Brazil's economy rebounded at the start of the year, as a booming agricultural sector and a wave of government stimulus combined to lift household spending and offset the drag of tight financial conditions. The recovery hands President Luiz Inacio Lula da Silva a welcome economic tailwind as he prepares to seek another term, with a vote due later in the year that is shaping up as a referendum on his stewardship of Latin America's largest economy.

The expansion has been driven in part by agriculture, the sector that underpins Brazil's export earnings and that delivered a strong harvest, and in part by a deliberate loosening of the public purse. Lula's government has cranked up social aid and transfers to households, a strategy that has supported consumption even as the central bank has kept interest rates elevated to contain inflation, leaving monetary and fiscal policy pulling in opposite directions.
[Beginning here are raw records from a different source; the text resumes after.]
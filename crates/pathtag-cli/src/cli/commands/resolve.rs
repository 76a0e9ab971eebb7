//! `pathtag resolve <identifier>` – print the logical path of an identifier.

use anyhow::Result;
use pathtag_core::logical_path::resolve_logical_path;

pub fn run_resolve(identifier: &str) -> Result<()> {
    match resolve_logical_path(identifier) {
        Some(path) => {
            println!("{path}");
            Ok(())
        }
        None => anyhow::bail!("not a valid storage identifier: {identifier}"),
    }
}
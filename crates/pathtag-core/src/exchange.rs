//! Request and response values passed through a transport.
//!
//! Both are plain owned data. Rewriting a response produces a new value via
//! [`InboundResponse::with_body`]; status and headers are carried over as-is.

/// An outbound HTTP request as issued by the caller.
#[derive(Debug, Clone, PartialEq, Eq)]
pub struct OutboundRequest {
    pub method: String,
    /// Absolute URL, or an origin-relative target such as `/api/v4/file/url`.
    pub url: String,
    /// Header lines as `(name, value)` pairs, in send order.
    pub headers: Vec<(String, String)>,
    pub body: Option<Vec<u8>>,
}

impl OutboundRequest {
    pub fn get(url: impl Into<String>) -> Self {
        Self {
            method: "GET".to_string(),
            url: url.into(),
            headers: Vec::new(),
            body: None,
        }
    }

    /// JSON `POST`, the shape used for the signed-URL endpoint.
    pub fn post_json(url: impl Into<String>, body: impl Into<Vec<u8>>) -> Self {
        Self {
            method: "POST".to_string(),
            url: url.into(),
            headers: vec![("Content-Type".to_string(), "application/json".to_string())],
            body: Some(body.into()),
        }
    }

    pub fn with_header(mut self, name: impl Into<String>, value: impl Into<String>) -> Self {
        self.headers.push((name.into(), value.into()));
        self
    }
}

/// A response as received from the transport.
#[derive(Debug, Clone, PartialEq, Eq)]
pub struct InboundResponse {
    pub status: u32,
    pub headers: Vec<(String, String)>,
    pub body: Vec<u8>,
}

impl InboundResponse {
    pub fn new(status: u32, body: impl Into<Vec<u8>>) -> Self {
        Self {
            status,
            headers: Vec::new(),
            body: body.into(),
        }
    }

    /// Same status and headers, different body.
    pub fn with_body(self, body: Vec<u8>) -> Self {
        Self { body, ..self }
    }

    /// First header value with the given name (case-insensitive).
    pub fn header(&self, name: &str) -> Option<&str> {
        self.headers
            .iter()
            .find(|(k, _)| k.eq_ignore_ascii_case(name))
            .map(|(_, v)| v.as_str())
    }
}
The president has paired the spending with a signature labour measure. Brazil's lower house approved a constitutional amendment to reduce the standard working week to 40 hours from 44, a change Lula intends to place at the centre of his re-election pitch. The proposal, popular with the trade unions that form part of his base, must still clear further legislative hurdles, but its advance gave the government a tangible win to campaign on.

The fiscal generosity has not been without cost or controversy. Economists have warned that the combination of rising public spending and stubborn inflation could complicate the central bank's task and unsettle investors wary of Brazil's debt trajectory, even as the near-term growth figures improve. The tension between stimulus today and stability tomorrow is likely to define the economic argument of the campaign.

Lula's economic strategy has run alongside an assertive development agenda in the Amazon, where his government has pressed ahead with infrastructure and energy projects that have drawn objections from environmental groups. The juxtaposition — social spending and growth on one hand, contested development on the other — captures the balancing act of a president seeking to consolidate his base while defending a record that critics attack from several directions at once.

With the election approaching, the rebound gives Lula a stronger hand than he held a year ago, when sluggish growth and high borrowing costs weighed on his standing. Whether the recovery proves durable, or whether the bill for the stimulus comes due before voters go to the polls, will help determine if the upswing translates into the political dividend the government is counting on.